Loet stresses that the mathematics of information can be applied to
conceptualize anything. This notion also appears in Pedro's separation
of information as parallel to the scalar levels of reality. Rafael
reminds us of "being inside", with many interesting references. Pedro
makes a beautiful example of energetic value vs psychological value.

I think these issues pinpoint the relation between physics and
information. The "systemic" perspective tried to propose metaphors of
reality: where is the information in this reality? But there is a
parallel world of information, and it can be studied for its own sake.

I will now try to apply some Aristotelian analogies to information,
attempting to define it. The central element is "model", and there are
four causes to it. My "model" roughly corresponds to the notion of the
Sign in semiotics. I think this representation may help illuminate some
of the meta-level disagreements in the recent discussion, and perhaps
reconcile the informational stream and the physicalist stream of
thought. These two streams merely focus at two different aspects of the
same thing: they don't exclude one another.
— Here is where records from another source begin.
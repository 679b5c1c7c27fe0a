//! SUSE strategy
//!
//! Matches the arch specific (`x86_64`) and the arch-independent (`noarch`)
//! devel package of each kernel through their shared version token.

use indexmap::IndexMap;

use crate::extractor::suse::SuseVersionExtractor;
use crate::extractor::traits::Extractor;
use crate::strategy::error::GroupingError;
use crate::strategy::kind::StrategyKind;
use crate::strategy::traits::{Group, Strategy};

pub struct SuseStrategy {
    extractor: SuseVersionExtractor,
}

impl SuseStrategy {
    pub fn new() -> Self {
        Self {
            extractor: SuseVersionExtractor::new(),
        }
    }
}

impl Default for SuseStrategy {
    fn default() -> Self {
        Self::new()
    }
}

impl Strategy for SuseStrategy {
    fn kind(&self) -> StrategyKind {
        StrategyKind::Suse
    }

    fn group(&self, artifacts: &[String]) -> Result<Vec<Group>, GroupingError> {
        let mut versions: IndexMap<String, Group> = IndexMap::new();

        for artifact in artifacts {
            let parsed =
                self.extractor
                    .extract(artifact)
                    .ok_or_else(|| GroupingError::Malformed {
                        artifact: artifact.clone(),
                        expected: "a SUSE kernel version".to_string(),
                    })?;

            versions
                .entry(parsed.package_version)
                .or_insert_with(|| Vec::with_capacity(2))
                .push(artifact.clone());
        }

        versions
            .into_iter()
            .map(|(version, pair)| {
                if pair.len() != 2 {
                    return Err(GroupingError::Incomplete {
                        key: version,
                        reason: format!("unpaired package {:?}", pair),
                    });
                }
                Ok(pair)
            })
            .collect()
    }
}

#[cfg(test)]
mod tests {
    use super::*;

    fn strings(items: &[&str]) -> Vec<String> {
        items.iter().map(|s| s.to_string()).collect()
    }

    #[test]
    fn pairs_noarch_with_arch_package_of_same_version() {
        let artifacts = strings(&[
            "https://download.opensuse.org/x86_64/kernel-default-devel-5.3.18-24.9.1.x86_64.rpm",
            "https://download.opensuse.org/x86_64/kernel-default-devel-5.3.18-24.12.1.x86_64.rpm",
            "https://download.opensuse.org/noarch/kernel-devel-5.3.18-24.12.1.noarch.rpm",
            "https://download.opensuse.org/noarch/kernel-devel-5.3.18-24.9.1.noarch.rpm",
        ]);

        let groups = SuseStrategy::new().group(&artifacts).unwrap();

        assert_eq!(
            groups,
            vec![
                vec![
                    "https://download.opensuse.org/x86_64/kernel-default-devel-5.3.18-24.9.1.x86_64.rpm",
                    "https://download.opensuse.org/noarch/kernel-devel-5.3.18-24.9.1.noarch.rpm",
                ],
                vec![
                    "https://download.opensuse.org/x86_64/kernel-default-devel-5.3.18-24.12.1.x86_64.rpm",
                    "https://download.opensuse.org/noarch/kernel-devel-5.3.18-24.12.1.noarch.rpm",
                ],
            ]
        );
    }

    #[test]
    fn version_with_single_package_is_incomplete() {
        let artifacts = strings(&[
            "kernel-default-devel-5.3.18-24.9.1.x86_64.rpm",
            "kernel-devel-5.3.18-24.9.1.noarch.rpm",
            "kernel-default-devel-5.3.18-24.12.1.x86_64.rpm",
        ]);

        let err = SuseStrategy::new().group(&artifacts).unwrap_err();

        assert!(matches!(
            err,
            GroupingError::Incomplete { ref key, .. } if key == "5.3.18-24.12"
        ));
    }

    #[test]
    fn version_with_three_packages_is_incomplete() {
        let artifacts = strings(&[
            "kernel-default-devel-5.3.18-24.9.1.x86_64.rpm",
            "kernel-devel-5.3.18-24.9.1.noarch.rpm",
            "kernel-azure-devel-5.3.18-24.9.1.x86_64.rpm",
        ]);

        let err = SuseStrategy::new().group(&artifacts).unwrap_err();

        assert!(matches!(err, GroupingError::Incomplete { .. }));
    }

    #[test]
    fn artifact_without_version_is_malformed() {
        let artifacts = strings(&["kernel-devel.noarch.rpm"]);

        let err = SuseStrategy::new().group(&artifacts).unwrap_err();

        assert!(matches!(err, GroupingError::Malformed { .. }));
    }
}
1. The constructs the thoughts are made of (the materiality of language,
the building blocks of information)

Pedro wrote:
> So, discussing in depth the series of
> bio-economic metaphors raised by Aleks would be quite interesting
> (impossible here, but just as a detail, the ATP is presented as
> 'currency' in most textbooks: wrong, at is just pure 'fuel'; the only
> cellular currency may be established around "second messengers" cAMP,
> Ca++, cGMP, etc.).

In Mongolia the "currency" used to be chunks of dry blood: you could eat
it in cases of emergency - so fuel can be currency. In the very old days
in Europe the currency were chunks of bronze that you could convert into
swords and those you could wield to obtain food. The currency a flower
pays the bee is glucose. If you trace back the origins of currency, you
arrive at fuel. If you trace back the origins of fuel, you arrive at
energy. Pedro is right in saying that the thread is overstretched, but
it's still a thread. The beginnings and the endings are lost in a blur
of vagueness in becoming and ending. When is it currency and no longer
fuel? When does a chicken stop being an egg? When is the egg no longer a
part of the chicken?

"Becoming" and "ending" are a reflection of the "path" metaphor that
Lakoff and Nunez wrote about (as Terry reminded us last year). We wield
these metaphors to comprehend the world. But the actuality of the world
is not made of beginnings and endings. Our *understanding* of the
reality of the world is made of beginnings and endings. Beginnings and
endings are the crayons we use to draw our mental maps.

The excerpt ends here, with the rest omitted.